● Work item:
Read through the entries below and copy each line where "NoOpMiddleware" turns up.

Saved data entries

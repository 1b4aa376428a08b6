//! PostgreSQL implementation of statistics repository.

use async_trait::async_trait;
use sqlx::PgPool;
use std::sync::Arc;

use crate::domain::entities::{LinkClicks, StatsWindow};
use crate::domain::repositories::StatsRepository;
use crate::error::AppError;

/// PostgreSQL repository for click aggregation.
///
/// Reads the per-link counters directly; there is no materialized summary.
pub struct PgStatsRepository {
    pool: Arc<PgPool>,
}

impl PgStatsRepository {
    /// Creates a new repository with a database connection pool.
    pub fn new(pool: Arc<PgPool>) -> Self {
        Self { pool }
    }
}

#[async_trait]
impl StatsRepository for PgStatsRepository {
    async fn link_clicks(&self, window: Option<StatsWindow>) -> Result<Vec<LinkClicks>, AppError> {
        let (from_date, to_date) = match window {
            Some(w) => (Some(w.start), Some(w.end)),
            None => (None, None),
        };

        let rows = sqlx::query_as::<_, LinkClicks>(
            r#"
            SELECT name, clicks, color, icon
            FROM links
            WHERE ($1::timestamptz IS NULL OR created_at >= $1)
              AND ($2::timestamptz IS NULL OR created_at <= $2)
            ORDER BY sort_order ASC, id ASC
            "#,
        )
        .bind(from_date)
        .bind(to_date)
        .fetch_all(self.pool.as_ref())
        .await?;

        Ok(rows)
    }
}
//! Application layer services implementing business logic.
//!
//! This layer orchestrates domain operations by coordinating repository calls,
//! validation, and business rules. Services consume repository traits and provide
//! a clean API for HTTP handlers and the admin CLI.
//!
//! # Available Services
//!
//! - [`services::link_service::LinkService`] - Link lifecycle, ordering and click recording
//! - [`services::stats_service::StatsService`] - Click aggregation

pub mod services;
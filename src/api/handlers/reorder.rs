//! Handlers for link ordering.

use axum::{
    Json,
    extract::{Path, State, rejection::JsonRejection},
};

use crate::api::dto::link::{LinkResponse, parse_link_id};
use crate::api::dto::reorder::{ReorderAllRequest, ReorderRequest};
use crate::error::AppError;
use crate::state::AppState;

/// Sets the display rank of a single link.
///
/// # Endpoint
///
/// `PUT /api/links/{id}/reorder`
///
/// # Request Body
///
/// ```json
/// { "order": 3 }
/// ```
///
/// Other links are not renumbered; prefer `PUT /api/links/order` when
/// rearranging the whole list.
///
/// # Errors
///
/// Returns 404 Not Found if the link doesn't exist.
/// Returns 400 Bad Request if `order` is missing or not an integer.
pub async fn reorder_link_handler(
    Path(id): Path<String>,
    State(state): State<AppState>,
    payload: Result<Json<ReorderRequest>, JsonRejection>,
) -> Result<Json<LinkResponse>, AppError> {
    let id = parse_link_id(&id)?;
    let Json(payload) = payload?;

    let link = state.link_service.reorder_link(id, payload.order).await?;

    Ok(Json(link.into()))
}

/// Rearranges links in one transaction.
///
/// # Endpoint
///
/// `PUT /api/links/order`
///
/// # Request Body
///
/// ```json
/// { "linkIds": [4, 1, 7] }
/// ```
///
/// Each listed link gets `order` equal to its position in `linkIds`.
///
/// # Response
///
/// The full link list in its new display order.
///
/// # Errors
///
/// Returns 404 Not Found if any id doesn't exist; no link is changed.
/// Returns 400 Bad Request if an id is repeated.
pub async fn reorder_all_handler(
    State(state): State<AppState>,
    payload: Result<Json<ReorderAllRequest>, JsonRejection>,
) -> Result<Json<Vec<LinkResponse>>, AppError> {
    let Json(payload) = payload?;

    let links = state.link_service.reorder_links(payload.link_ids).await?;

    Ok(Json(links.into_iter().map(LinkResponse::from).collect()))
}
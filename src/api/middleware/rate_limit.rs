//! Rate limiting middleware using token bucket algorithm.

use anyhow::{Context, Result};
use governor::clock::QuantaInstant;
use governor::middleware::NoOpMiddleware;
use std::sync::Arc;
use tower_governor::{
    GovernorLayer,
    governor::GovernorConfigBuilder,
    key_extractor::{PeerIpKeyExtractor, SmartIpKeyExtractor},
};

/// Token bucket settings shared by both key extraction strategies.
#[derive(Debug, Clone, Copy)]
pub struct RateLimit {
    /// Tokens replenished per second, between 1 and 1000.
    pub per_second: u64,
    /// Maximum burst size.
    pub burst: u32,
}

impl RateLimit {
    fn replenish_interval_ms(&self) -> u64 {
        1000 / self.per_second.clamp(1, 1000)
    }
}

/// Creates a per-IP rate limiter keyed on the socket peer address.
///
/// Requests exceeding the limit receive `429 Too Many Requests`.
///
/// # Errors
///
/// Returns an error if `burst` is zero.
///
/// # Example
///
/// ```rust,ignore
/// let app = Router::new()
///     .nest("/api", link_routes())
///     .layer(rate_limit::layer(RateLimit { per_second: 10, burst: 50 })?);
/// ```
pub fn layer(
    limit: RateLimit,
) -> Result<GovernorLayer<PeerIpKeyExtractor, NoOpMiddleware<QuantaInstant>, axum::body::Body>> {
    let governor_conf = GovernorConfigBuilder::default()
        .per_millisecond(limit.replenish_interval_ms())
        .burst_size(limit.burst)
        .finish()
        .context("Invalid rate limit configuration")?;

    Ok(GovernorLayer::new(Arc::new(governor_conf)))
}

/// Creates a per-IP rate limiter for deployments behind a reverse proxy.
///
/// The client IP is read from `X-Forwarded-For`, `X-Real-IP` or `Forwarded`,
/// falling back to the peer address. Enable only behind a trusted proxy,
/// since clients can set these headers themselves.
///
/// # Errors
///
/// Returns an error if `burst` is zero.
pub fn proxied_layer(
    limit: RateLimit,
) -> Result<GovernorLayer<SmartIpKeyExtractor, NoOpMiddleware<QuantaInstant>, axum::body::Body>>
{
    let governor_conf = GovernorConfigBuilder::default()
        .key_extractor(SmartIpKeyExtractor)
        .per_millisecond(limit.replenish_interval_ms())
        .burst_size(limit.burst)
        .finish()
        .context("Invalid rate limit configuration")?;

    Ok(GovernorLayer::new(Arc::new(governor_conf)))
}

#[cfg(test)]
mod tests {
    use super::*;

    #[test]
    fn test_replenish_interval() {
        assert_eq!(RateLimit { per_second: 10, burst: 1 }.replenish_interval_ms(), 100);
        assert_eq!(RateLimit { per_second: 1, burst: 1 }.replenish_interval_ms(), 1000);
        assert_eq!(RateLimit { per_second: 0, burst: 1 }.replenish_interval_ms(), 1000);
        assert_eq!(RateLimit { per_second: 5000, burst: 1 }.replenish_interval_ms(), 1);
    }

    #[test]
    fn test_zero_burst_is_rejected() {
        assert!(layer(RateLimit { per_second: 10, burst: 0 }).is_err());
        assert!(proxied_layer(RateLimit { per_second: 10, burst: 0 }).is_err());
    }

    #[test]
    fn test_valid_limits_build() {
        assert!(layer(RateLimit { per_second: 10, burst: 50 }).is_ok());
        assert!(proxied_layer(RateLimit { per_second: 10, burst: 50 }).is_ok());
    }
}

● Output for this exercise:
use governor::middleware::NoOpMiddleware;
) -> Result<GovernorLayer<PeerIpKeyExtractor, NoOpMiddleware<QuantaInstant>, axum::body::Body>> {
) -> Result<GovernorLayer<SmartIpKeyExtractor, NoOpMiddleware<QuantaInstant>, axum::body::Body>>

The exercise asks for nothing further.